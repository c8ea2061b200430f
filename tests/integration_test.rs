use bytes::Bytes;
use siltdb::config::{Config, SyncPolicy};
use siltdb::engine::StorageEngine;
use siltdb::replication::{Backup, Primary};
use siltdb::wal::{encode_frame, LogRecord, Operation};
use siltdb::SiltError;
use std::path::Path;
use std::sync::Arc;
use std::time::Duration;
use tempfile::tempdir;

fn test_config(dir: &Path) -> Config {
    Config {
        data_dir: dir.to_path_buf(),
        sync_policy: SyncPolicy::Sync,
        // Keep the background worker quiet; tests drive compaction.
        compaction_check_interval: Duration::from_secs(3600),
        ..Default::default()
    }
}

async fn wait_for_sstables(engine: &Arc<StorageEngine>, count: usize) {
    for _ in 0..200 {
        if engine.live_sstable_count().await >= count {
            engine.wait_for_flush().await;
            return;
        }
        tokio::time::sleep(Duration::from_millis(20)).await;
    }
    panic!("timed out waiting for {count} live sstables");
}

#[tokio::test]
async fn put_get_delete_survive_restart() {
    let dir = tempdir().unwrap();

    {
        let engine = StorageEngine::open(test_config(dir.path())).await.unwrap();
        engine.put("user:1", "Alice").await.unwrap();
        engine.put("user:2", "Bob").await.unwrap();
        assert_eq!(
            engine.get("user:1").await.unwrap(),
            Some(Bytes::from("Alice"))
        );
        engine.delete("user:1").await.unwrap();
        assert_eq!(engine.get("user:1").await.unwrap(), None);
        engine.close().await.unwrap();
    }

    let engine = StorageEngine::open(test_config(dir.path())).await.unwrap();
    assert_eq!(engine.get("user:1").await.unwrap(), None);
    assert_eq!(
        engine.get("user:2").await.unwrap(),
        Some(Bytes::from("Bob"))
    );
    engine.close().await.unwrap();
}

#[tokio::test]
async fn small_memtable_flushes_and_stays_readable() {
    let dir = tempdir().unwrap();
    let config = Config {
        memtable_size_limit: 256,
        ..test_config(dir.path())
    };
    let engine = StorageEngine::open(config).await.unwrap();

    for i in 0..50 {
        let value = format!("{:020}", i);
        engine.put(format!("k{i:02}"), value).await.unwrap();
    }
    wait_for_sstables(&engine, 1).await;
    assert!(engine.live_sstable_count().await >= 1);

    assert_eq!(
        engine.get("k25").await.unwrap(),
        Some(Bytes::from(format!("{:020}", 25)))
    );

    let range = engine.read_key_range("k10", "k20", Some(100)).await.unwrap();
    assert_eq!(range.len(), 11);
    let keys: Vec<String> = range
        .iter()
        .map(|(k, _)| String::from_utf8(k.to_vec()).unwrap())
        .collect();
    let expected: Vec<String> = (10..=20).map(|i| format!("k{i:02}")).collect();
    assert_eq!(keys, expected);

    engine.close().await.unwrap();
}

#[tokio::test]
async fn batch_put_is_ordered_and_counted() {
    let dir = tempdir().unwrap();
    let engine = StorageEngine::open(test_config(dir.path())).await.unwrap();

    let written = engine
        .batch_put(vec![
            (Bytes::from("a"), Bytes::from("1")),
            (Bytes::from("b"), Bytes::from("2")),
            (Bytes::from("c"), Bytes::from("3")),
        ])
        .await
        .unwrap();
    assert_eq!(written, 3);

    let range = engine.read_key_range("a", "c", Some(10)).await.unwrap();
    assert_eq!(
        range,
        vec![
            (Bytes::from("a"), Bytes::from("1")),
            (Bytes::from("b"), Bytes::from("2")),
            (Bytes::from("c"), Bytes::from("3")),
        ]
    );

    // One WAL record holds the whole batch across a restart.
    engine.close().await.unwrap();
    let engine = StorageEngine::open(test_config(dir.path())).await.unwrap();
    assert_eq!(engine.get("b").await.unwrap(), Some(Bytes::from("2")));
    engine.close().await.unwrap();
}

#[tokio::test]
async fn compaction_merges_to_one_table_and_removes_inputs() {
    let dir = tempdir().unwrap();
    let config = Config {
        memtable_size_limit: 512,
        ..test_config(dir.path())
    };
    let engine = StorageEngine::open(config).await.unwrap();

    // Each round's final put crosses the 512-byte limit, so every round
    // produces exactly one flush and leaves the active memtable empty.
    for round in 0..4usize {
        for i in 0..8usize {
            let key = format!("key-{:03}", round * 8 + i);
            engine.put(key, format!("{:050}", round)).await.unwrap();
        }
        wait_for_sstables(&engine, round + 1).await;
    }
    assert_eq!(engine.live_sstable_count().await, 4);

    let before = engine.manifest_state().await;
    let old_paths: Vec<_> = before.sstables.iter().map(|m| m.file_path.clone()).collect();
    assert_eq!(old_paths.len(), 4);

    let new_meta = engine.compact().await.unwrap().expect("a merged table");
    assert_eq!(engine.live_sstable_count().await, 1);
    assert!(new_meta.file_path.exists());
    for path in &old_paths {
        assert!(!path.exists(), "compacted input {path:?} still on disk");
    }

    // Reads are unchanged by compaction.
    for round in 0..4usize {
        let key = format!("key-{:03}", round * 8 + 3);
        assert_eq!(
            engine.get(key).await.unwrap(),
            Some(Bytes::from(format!("{:050}", round)))
        );
    }

    let stats = engine.compaction_stats().snapshot();
    assert_eq!(stats.compactions, 1);
    assert!(!stats.in_progress);

    engine.close().await.unwrap();
}

#[tokio::test]
async fn deletes_shadow_older_layers_through_compaction() {
    let dir = tempdir().unwrap();
    let config = Config {
        memtable_size_limit: 256,
        ..test_config(dir.path())
    };
    let engine = StorageEngine::open(config).await.unwrap();

    for i in 0..20 {
        engine
            .put(format!("item-{i:02}"), format!("{:020}", i))
            .await
            .unwrap();
    }
    wait_for_sstables(&engine, 1).await;

    engine.delete("item-05").await.unwrap();
    assert_eq!(engine.get("item-05").await.unwrap(), None);

    // Push the tombstone into its own table, then merge everything.
    for i in 20..40 {
        engine
            .put(format!("item-{i:02}"), format!("{:020}", i))
            .await
            .unwrap();
    }
    let live = engine.live_sstable_count().await;
    wait_for_sstables(&engine, live.max(2)).await;

    engine.compact().await.unwrap();
    assert_eq!(engine.get("item-05").await.unwrap(), None);

    let all = engine.read_key_range("item-00", "item-99", None).await.unwrap();
    assert!(all.iter().all(|(k, _)| k != "item-05"));

    engine.close().await.unwrap();
}

#[tokio::test]
async fn range_reads_resolve_newest_version_without_tombstones() {
    let dir = tempdir().unwrap();
    let config = Config {
        memtable_size_limit: 256,
        ..test_config(dir.path())
    };
    let engine = StorageEngine::open(config).await.unwrap();

    for i in 0..20 {
        engine
            .put(format!("row-{i:02}"), format!("old-{:015}", i))
            .await
            .unwrap();
    }
    wait_for_sstables(&engine, 1).await;

    // Newer versions land in the memtable layer above the flushed table.
    engine.put("row-03", "fresh").await.unwrap();
    engine.delete("row-04").await.unwrap();

    let range = engine.read_key_range("row-02", "row-05", None).await.unwrap();
    let as_strings: Vec<(String, String)> = range
        .into_iter()
        .map(|(k, v)| {
            (
                String::from_utf8(k.to_vec()).unwrap(),
                String::from_utf8(v.to_vec()).unwrap(),
            )
        })
        .collect();
    assert_eq!(
        as_strings,
        vec![
            ("row-02".to_string(), format!("old-{:015}", 2)),
            ("row-03".to_string(), "fresh".to_string()),
            ("row-05".to_string(), format!("old-{:015}", 5)),
        ]
    );

    // Reversed bounds yield nothing.
    assert!(engine
        .read_key_range("row-09", "row-01", None)
        .await
        .unwrap()
        .is_empty());

    // The limit caps the result in ascending order.
    let limited = engine.read_key_range("row-00", "row-99", Some(2)).await.unwrap();
    assert_eq!(limited.len(), 2);
    assert_eq!(limited[0].0, Bytes::from("row-00"));

    engine.close().await.unwrap();
}

#[tokio::test]
async fn corrupt_wal_tail_loses_only_the_torn_record() {
    let dir = tempdir().unwrap();

    {
        let engine = StorageEngine::open(test_config(dir.path())).await.unwrap();
        engine.put("a", "1").await.unwrap();
        engine.put("b", "2").await.unwrap();
        engine.put("c", "3").await.unwrap();
        engine.close().await.unwrap();
    }

    // Flip the last byte of the newest non-empty segment.
    let wal_dir = dir.path().join("wal");
    let mut segments: Vec<_> = std::fs::read_dir(&wal_dir)
        .unwrap()
        .map(|e| e.unwrap().path())
        .filter(|p| p.metadata().map(|m| m.len() > 0).unwrap_or(false))
        .collect();
    segments.sort();
    let target = segments.last().expect("a wal segment with data");
    let mut raw = std::fs::read(target).unwrap();
    let len = raw.len();
    raw[len - 1] ^= 0xFF;
    std::fs::write(target, raw).unwrap();

    let engine = StorageEngine::open(test_config(dir.path())).await.unwrap();
    assert_eq!(engine.get("a").await.unwrap(), Some(Bytes::from("1")));
    assert_eq!(engine.get("b").await.unwrap(), Some(Bytes::from("2")));
    assert_eq!(engine.get("c").await.unwrap(), None);
    engine.close().await.unwrap();
}

#[tokio::test]
async fn replay_on_top_of_flushed_sstables_is_idempotent() {
    let dir = tempdir().unwrap();
    let config = Config {
        memtable_size_limit: 256,
        ..test_config(dir.path())
    };

    let records: Vec<LogRecord> = (0..20)
        .map(|i| LogRecord {
            sequence_id: i + 1,
            timestamp_ms: 1000 + i,
            op: Operation::Put {
                key: Bytes::from(format!("dup-{i:02}")),
                value: Bytes::from(format!("{:020}", i)),
            },
        })
        .collect();

    {
        let engine = StorageEngine::open(config.clone()).await.unwrap();
        for record in &records {
            match &record.op {
                Operation::Put { key, value } => {
                    engine.put(key.clone(), value.clone()).await.unwrap()
                }
                _ => unreachable!(),
            }
        }
        wait_for_sstables(&engine, 1).await;
        engine.close().await.unwrap();
    }

    // The crash left a WAL segment whose records are already durable in an
    // SSTable (flush committed, checkpoint never ran).
    let segment = dir.path().join("wal").join("wal-9999999999999.log");
    let mut raw = Vec::new();
    for record in &records {
        raw.extend_from_slice(&encode_frame(record));
    }
    std::fs::write(&segment, raw).unwrap();

    let engine = StorageEngine::open(config).await.unwrap();
    for i in 0..20 {
        assert_eq!(
            engine.get(format!("dup-{i:02}")).await.unwrap(),
            Some(Bytes::from(format!("{:020}", i)))
        );
    }
    engine.close().await.unwrap();
}

#[tokio::test]
async fn closed_engine_rejects_operations() {
    let dir = tempdir().unwrap();
    let engine = StorageEngine::open(test_config(dir.path())).await.unwrap();
    engine.put("k", "v").await.unwrap();
    engine.close().await.unwrap();

    assert!(matches!(
        engine.put("k", "v2").await,
        Err(SiltError::State(_))
    ));
    assert!(matches!(engine.get("k").await, Err(SiltError::State(_))));
    assert!(matches!(engine.close().await, Err(SiltError::State(_))));
}

#[tokio::test]
async fn invalid_arguments_are_rejected() {
    let dir = tempdir().unwrap();
    let engine = StorageEngine::open(test_config(dir.path())).await.unwrap();

    assert!(matches!(
        engine.put("", "value").await,
        Err(SiltError::InvalidArgument(_))
    ));
    assert!(matches!(
        engine.delete("").await,
        Err(SiltError::InvalidArgument(_))
    ));
    assert!(matches!(
        engine.put(Bytes::from(vec![0xFF, 0xFE]), "value").await,
        Err(SiltError::InvalidArgument(_))
    ));

    // Empty values are legal.
    engine.put("empty", "").await.unwrap();
    assert_eq!(engine.get("empty").await.unwrap(), Some(Bytes::new()));

    engine.close().await.unwrap();
}

#[tokio::test]
async fn group_commit_round_trips() {
    let dir = tempdir().unwrap();
    let config = Config {
        sync_policy: SyncPolicy::Periodic,
        ..test_config(dir.path())
    };

    {
        let engine = StorageEngine::open(config.clone()).await.unwrap();
        let mut handles = Vec::new();
        for i in 0..64 {
            let engine = Arc::clone(&engine);
            handles.push(tokio::spawn(async move {
                engine.put(format!("gc-{i:02}"), format!("v{i}")).await
            }));
        }
        for handle in handles {
            handle.await.unwrap().unwrap();
        }
        engine.close().await.unwrap();
    }

    let engine = StorageEngine::open(config).await.unwrap();
    for i in 0..64 {
        assert_eq!(
            engine.get(format!("gc-{i:02}")).await.unwrap(),
            Some(Bytes::from(format!("v{i}")))
        );
    }
    engine.close().await.unwrap();
}

#[tokio::test]
async fn replication_reaches_backup_and_survives_backup_restart() {
    let primary_dir = tempdir().unwrap();
    let backup_dir = tempdir().unwrap();

    let backup_engine = StorageEngine::open(test_config(backup_dir.path()))
        .await
        .unwrap();
    let backup = Backup::bind(
        Arc::clone(&backup_engine),
        "127.0.0.1:0".parse().unwrap(),
    )
    .await
    .unwrap();
    let backup_addr = backup.local_addr();

    let primary_engine = StorageEngine::open(test_config(primary_dir.path()))
        .await
        .unwrap();
    let primary = Primary::start(
        primary_engine.commit_stream(),
        backup_addr,
        Duration::from_millis(100),
        Duration::from_millis(500),
    );

    primary_engine.put("x", "1").await.unwrap();
    wait_for_value(&backup_engine, "x", "1").await;
    tokio::time::sleep(Duration::from_millis(100)).await;
    assert!(primary.metrics().records_replicated >= 1);

    // Kill the backup listener; primary commits must keep succeeding. The
    // record written while the backup is away is dropped, never retried.
    backup.stop().await;
    primary_engine.put("x", "2").await.unwrap();
    tokio::time::sleep(Duration::from_millis(300)).await;

    // Restart the backup on the same address. Writes made before the
    // primary reconnects are still best-effort, so keep writing until one
    // lands.
    let backup = Backup::bind(Arc::clone(&backup_engine), backup_addr)
        .await
        .unwrap();
    for _ in 0..200 {
        primary_engine.put("x", "3").await.unwrap();
        tokio::time::sleep(Duration::from_millis(25)).await;
        if backup_engine.get("x").await.unwrap() == Some(Bytes::from("3")) {
            break;
        }
    }
    wait_for_value(&backup_engine, "x", "3").await;

    let metrics = primary.metrics();
    assert!(metrics.failed_attempts >= 1);
    assert!(backup.metrics().records_applied >= 1);

    primary.stop().await;
    backup.stop().await;
    primary_engine.close().await.unwrap();
    backup_engine.close().await.unwrap();
}

async fn wait_for_value(engine: &Arc<StorageEngine>, key: &str, expected: &str) {
    for _ in 0..200 {
        // A new put may still be in flight on the primary.
        if let Ok(Some(value)) = engine.get(key).await {
            if value == Bytes::from(expected.to_string()) {
                return;
            }
        }
        tokio::time::sleep(Duration::from_millis(25)).await;
    }
    panic!("backup never observed {key}={expected}");
}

Problem description |
Copy out, from the listing above, every line that contains the word "segments".

Written answer |
    let mut segments: Vec<_> = std::fs::read_dir(&wal_dir)
    segments.sort();
    let target = segments.last().expect("a wal segment with data");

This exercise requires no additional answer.